In June 2020, a foreman at the Lanuv Kirchhundem-Albaum site in Germany noticed the Atlantic salmon raised for an ecological conservation project frantically leaping up and thrashing around in an apparent effort to escape their tank. It was captured in photographs that show a mass of writhing fish suspended in the air. The strange behavior prompted an analysis of the local basin and inlet water by the State Environment Agency of North Rhine-Westphalia, which found it was tainted with cocaine. 

According to Der Spiegel magazine, other common contaminants including pesticides were found in the water, but the researcher’s main focus has been on the presence of cocaine.  Daniel Fey, the head of the agency’s ecology and aquaculture department, said that the salmon’s frantic jumping “was a response to a feeling of discomfort.”
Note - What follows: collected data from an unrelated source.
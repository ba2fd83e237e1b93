// Copyright (c) 2020 White Leaf
//
// This software is released under the MIT License.
// https://opensource.org/licenses/MIT

pub mod inspect;
pub mod pipeline;

use anyhow::{anyhow, Error};
use clap::{crate_version, App, AppSettings, Arg, ArgMatches, SubCommand};
use config::Config;
use inspect::Source;
use simplelog::{LevelFilter, SimpleLogger, TermLogger, TerminalMode};

fn app() -> App<'static, 'static> {
    App::new("movies-etl")
        .version(crate_version!())
        .about("Extract, clean and load Wikipedia, Kaggle and MovieLens movie data")
        .setting(AppSettings::SubcommandRequiredElseHelp)
        .arg(
            Arg::with_name("config")
                .short("c")
                .long("config")
                .value_name("FILE")
                .default_value("movies-etl.toml")
                .help("Configuration file"),
        )
        .arg(
            Arg::with_name("verbose")
                .short("v")
                .long("verbose")
                .help("Log debug messages"),
        )
        .subcommand(
            SubCommand::with_name("run")
                .about("Run the whole pipeline and load the result")
                .arg(
                    Arg::with_name("skip-load")
                        .long("skip-load")
                        .help("Transform everything but don't touch the database"),
                ),
        )
        .subcommand(
            SubCommand::with_name("inspect")
                .about("Report on the quality of one source")
                .arg(
                    Arg::with_name("source")
                        .required(true)
                        .possible_values(&["wiki", "kaggle", "ratings"]),
                )
                .arg(
                    Arg::with_name("rows")
                        .short("n")
                        .value_name("N")
                        .default_value("5")
                        .help("Cleaned rows to preview"),
                ),
        )
}

fn init_logger(verbose: bool) {
    let level = if verbose {
        LevelFilter::Debug
    } else {
        LevelFilter::Info
    };

    let config = simplelog::Config::default();
    if TermLogger::init(level, config.clone(), TerminalMode::Mixed).is_err() {
        let _ = SimpleLogger::init(level, config);
    }
}

fn dispatch(matches: &ArgMatches) -> Result<(), Error> {
    let path = matches.value_of("config").unwrap_or("movies-etl.toml");
    let cfg = Config::load(path).map_err(|e| anyhow!("Couldn't load {}: {}", path, e))?;

    match matches.subcommand() {
        ("run", Some(sub)) => {
            let outcome = pipeline::run(&cfg, sub.is_present("skip-load"))?;
            println!(
                "Loaded {} movies and {} ratings",
                outcome.movies, outcome.ratings
            );
        }

        ("inspect", Some(sub)) => {
            let name = sub.value_of("source").unwrap_or_default();
            let source =
                Source::from_name(name).ok_or_else(|| anyhow!("Unknown source {}", name))?;
            let rows: usize = sub.value_of("rows").unwrap_or("5").parse()?;

            inspect::inspect(&cfg, source, rows)?;
        }

        (other, _) => return Err(anyhow!("Unknown command {}", other)),
    }

    Ok(())
}

fn main() -> Result<(), Error> {
    dotenv::dotenv().ok();

    let matches = app().get_matches();
    init_logger(matches.is_present("verbose"));

    dispatch(&matches)
}
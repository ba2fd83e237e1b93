// Copyright (c) 2020 White Leaf
//
// This software is released under the MIT License.
// https://opensource.org/licenses/MIT

use anyhow::Error;
use serde::de::DeserializeOwned;
use std::io::Read;

/// Lazily read a CSV in chunks of `chunk_size` deserialized rows.
///
/// Rows that can't be deserialized are skipped and counted, an IO error is
/// yielded once and ends the iteration.
pub struct LazyChunks<R, T> {
    pub(crate) rows: csv::DeserializeRecordsIntoIter<R, T>,
    pub(crate) chunk_size: usize,
    pub(crate) skipped: usize,
    pub(crate) done: bool,
}

impl<R: Read, T: DeserializeOwned> LazyChunks<R, T> {
    pub fn new(reader: csv::Reader<R>, chunk_size: usize) -> Self {
        Self {
            rows: reader.into_deserialize(),
            chunk_size: chunk_size.max(1),
            skipped: 0,
            done: false,
        }
    }

    /// Rows skipped so far because they were malformed
    pub fn skipped(&self) -> usize {
        self.skipped
    }
}

impl<R: Read, T: DeserializeOwned> Iterator for LazyChunks<R, T> {
    type Item = Result<Vec<T>, Error>;

    fn next(&mut self) -> Option<Self::Item> {
        if self.done {
            return None;
        }

        let mut chunk = Vec::with_capacity(self.chunk_size.min(65_536));
        while chunk.len() < self.chunk_size {
            match self.rows.next() {
                Some(Ok(row)) => chunk.push(row),
                Some(Err(e)) => {
                    if let csv::ErrorKind::Io(_) = e.kind() {
                        self.done = true;
                        return Some(Err(e.into()));
                    }

                    log::debug!("Skipping malformed row: {}", e);
                    self.skipped += 1;
                }
                None => {
                    self.done = true;
                    break;
                }
            }
        }

        if chunk.is_empty() {
            None
        } else {
            Some(Ok(chunk))
        }
    }
}
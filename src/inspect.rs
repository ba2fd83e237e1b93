// Copyright (c) 2020 White Leaf
//
// This software is released under the MIT License.
// https://opensource.org/licenses/MIT

use crate::pipeline;
use anyhow::Error;
use config::Config;
use prettytable::{cell, format::consts::FORMAT_NO_LINESEP, row, Table};
use records::sources::{read_kaggle_metadata, read_wiki_movies};
use records::{RatingCounts, ToTable, RATING_SCALE};
use std::collections::{BTreeMap, HashSet};
use transform::error::ErrorKind;
use transform::{clean_kaggle_metadata, clean_wiki_movies, Rejected, WikiCleaning};

/// The source an `inspect` report is about
#[derive(Debug, Copy, Clone, PartialEq)]
pub enum Source {
    Wiki,
    Kaggle,
    Ratings,
}

impl Source {
    pub fn from_name(name: &str) -> Option<Self> {
        match name {
            "wiki" => Some(Source::Wiki),
            "kaggle" => Some(Source::Kaggle),
            "ratings" => Some(Source::Ratings),
            _ => None,
        }
    }
}

pub fn null_table(cleaning: &WikiCleaning) -> Table {
    let dropped: HashSet<&str> = cleaning
        .dropped_columns
        .iter()
        .map(String::as_str)
        .collect();

    let mut table = Table::new();
    table.set_titles(row!["column", "null fraction", "dropped"]);

    for (column, fraction) in &cleaning.null_fractions {
        let mark = if dropped.contains(column.as_str()) {
            "x"
        } else {
            ""
        };
        table.add_row(row![column, format!("{:.3}", fraction), mark]);
    }

    table.set_format(*FORMAT_NO_LINESEP);
    table
}

fn reason_label(reason: &ErrorKind) -> String {
    match reason {
        ErrorKind::InvalidCell { column, .. } => format!("invalid {}", column),
        ErrorKind::MissingValue(column) => format!("missing {}", column),
        ErrorKind::NotAMovie(_) => "bad adult flag".into(),
        ErrorKind::TimestampOutOfRange(_) => "timestamp out of range".into(),
    }
}

/// Rejected rows grouped by what was wrong with them
pub fn rejection_counts(rejected: &[Rejected]) -> BTreeMap<String, usize> {
    let mut counts = BTreeMap::new();
    for rejection in rejected {
        *counts.entry(reason_label(&rejection.reason)).or_insert(0) += 1;
    }

    counts
}

pub fn histogram_table(histogram: &RatingCounts) -> Table {
    let total = histogram.total();

    let mut table = Table::new();
    table.set_titles(row!["rating", "count", "share"]);

    for (score, count) in RATING_SCALE.iter().zip(histogram.counts().iter()) {
        let share = if total == 0 {
            0.0
        } else {
            *count as f64 / total as f64
        };
        table.add_row(row![format!("{:.1}", score), count, format!("{:.3}", share)]);
    }

    table.set_format(*FORMAT_NO_LINESEP);
    table
}

fn inspect_wiki(cfg: &Config, preview: usize) -> Result<(), Error> {
    let raw = read_wiki_movies(&cfg.sources.wiki_movies)?;
    let total = raw.len();
    let cleaning = clean_wiki_movies(raw, cfg.transform.null_threshold);

    println!(
        "{} entries, {} movies kept ({} not films, {} without IMDb id, {} duplicates)",
        total,
        cleaning.movies.len(),
        cleaning.not_films,
        cleaning.missing_imdb_id,
        cleaning.duplicates
    );
    println!("{}", null_table(&cleaning));

    for movie in cleaning.movies.iter().take(preview) {
        println!("{}", movie.to_table());
    }

    Ok(())
}

fn inspect_kaggle(cfg: &Config, preview: usize) -> Result<(), Error> {
    let raw = read_kaggle_metadata(&cfg.sources.kaggle_metadata)?;
    let cleaning = clean_kaggle_metadata(&raw.rows);

    println!(
        "{} rows, {} movies kept ({} adult, {} malformed)",
        raw.rows.len(),
        cleaning.movies.len(),
        cleaning.adult,
        raw.skipped
    );

    let rejections = rejection_counts(&cleaning.rejected);
    if rejections.is_empty() {
        println!("No rejected rows");
    } else {
        println!("{}", rejections.to_table());
    }

    for movie in cleaning.movies.iter().take(preview) {
        println!("{}", movie.to_table());
    }

    Ok(())
}

fn inspect_ratings(cfg: &Config) -> Result<(), Error> {
    let (tally, outcome) = pipeline::stream_ratings(cfg, None, |ratings| Ok(ratings.len()))?;

    println!(
        "{} ratings over {} movies ({} rejected, {} off scale)",
        tally.total(),
        tally.movies(),
        outcome.rejected_ratings,
        tally.off_scale()
    );
    println!("{}", histogram_table(&tally.histogram()));

    Ok(())
}

pub fn inspect(cfg: &Config, source: Source, preview: usize) -> Result<(), Error> {
    match source {
        Source::Wiki => inspect_wiki(cfg, preview),
        Source::Kaggle => inspect_kaggle(cfg, preview),
        Source::Ratings => inspect_ratings(cfg),
    }
}

#[cfg(test)]
mod tests {
    use super::*;

    #[test]
    fn source_names() {
        assert_eq!(Source::from_name("wiki"), Some(Source::Wiki));
        assert_eq!(Source::from_name("ratings"), Some(Source::Ratings));
        assert_eq!(Source::from_name("imdb"), None);
    }

    #[test]
    fn rejections_grouped_by_reason() {
        let rejected = vec![
            Rejected {
                key: "xx".into(),
                reason: ErrorKind::InvalidCell {
                    column: "id",
                    reason: "not a number".into(),
                },
            },
            Rejected {
                key: "1997-08-20".into(),
                reason: ErrorKind::InvalidCell {
                    column: "id",
                    reason: "not a number".into(),
                },
            },
            Rejected {
                key: "?".into(),
                reason: ErrorKind::MissingValue("id"),
            },
        ];

        let counts = rejection_counts(&rejected);
        assert_eq!(counts.get("invalid id"), Some(&2));
        assert_eq!(counts.get("missing id"), Some(&1));
        assert_eq!(counts.len(), 2);
    }

    #[test]
    fn null_table_marks_dropped_columns() {
        let mut cleaning = WikiCleaning::default();
        cleaning.null_fractions.insert("Budget".into(), 0.25);
        cleaning.null_fractions.insert("Animation by".into(), 0.95);
        cleaning.dropped_columns.push("Animation by".into());

        let table = null_table(&cleaning);
        assert_eq!(table.len(), 2);

        let first = table.get_row(0).unwrap();
        assert_eq!(first.get_cell(0).unwrap().get_content(), "Animation by");
        assert_eq!(first.get_cell(2).unwrap().get_content(), "x");

        let second = table.get_row(1).unwrap();
        assert_eq!(second.get_cell(2).unwrap().get_content(), "");
    }

    #[test]
    fn histogram_shares() {
        let mut histogram = RatingCounts::default();
        histogram.record(4.0);
        histogram.record(4.0);
        histogram.record(0.5);
        histogram.record(5.0);

        let table = histogram_table(&histogram);
        assert_eq!(table.len(), 10);

        let four = table.get_row(7).unwrap();
        assert_eq!(four.get_cell(0).unwrap().get_content(), "4.0");
        assert_eq!(four.get_cell(1).unwrap().get_content(), "2");
        assert_eq!(four.get_cell(2).unwrap().get_content(), "0.500");
    }
}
The recreational drug was found in the stream that fed the tank but not the tank itself. The State Environment Agency’s annual report hedged that “a clear cause for the behavior of the fish could not be found. However, a reaction to the cocaine detected in the stream water cannot be ruled out.” Officials later looked into an illegal wastewater discharge into the same stream. 

Last month, F&S reported on a study that found brown trout can become addicted to meth. Those fish did not exhibit symptoms when they were on the drug, but they did appear to go through a period of withdrawal when it was removed.

According to a BBC Future article, sewage treatment plants aren’t able to filter out drugs very well. Some researchers are concerned that drug-addicted fish could sustain long-term changes in behavior that could span generations, but Fey told Der Spiegel that the salmon in Germany did not seem to suffer any permanent damage. The day after the jumping incident, they “showed typical behavior again.”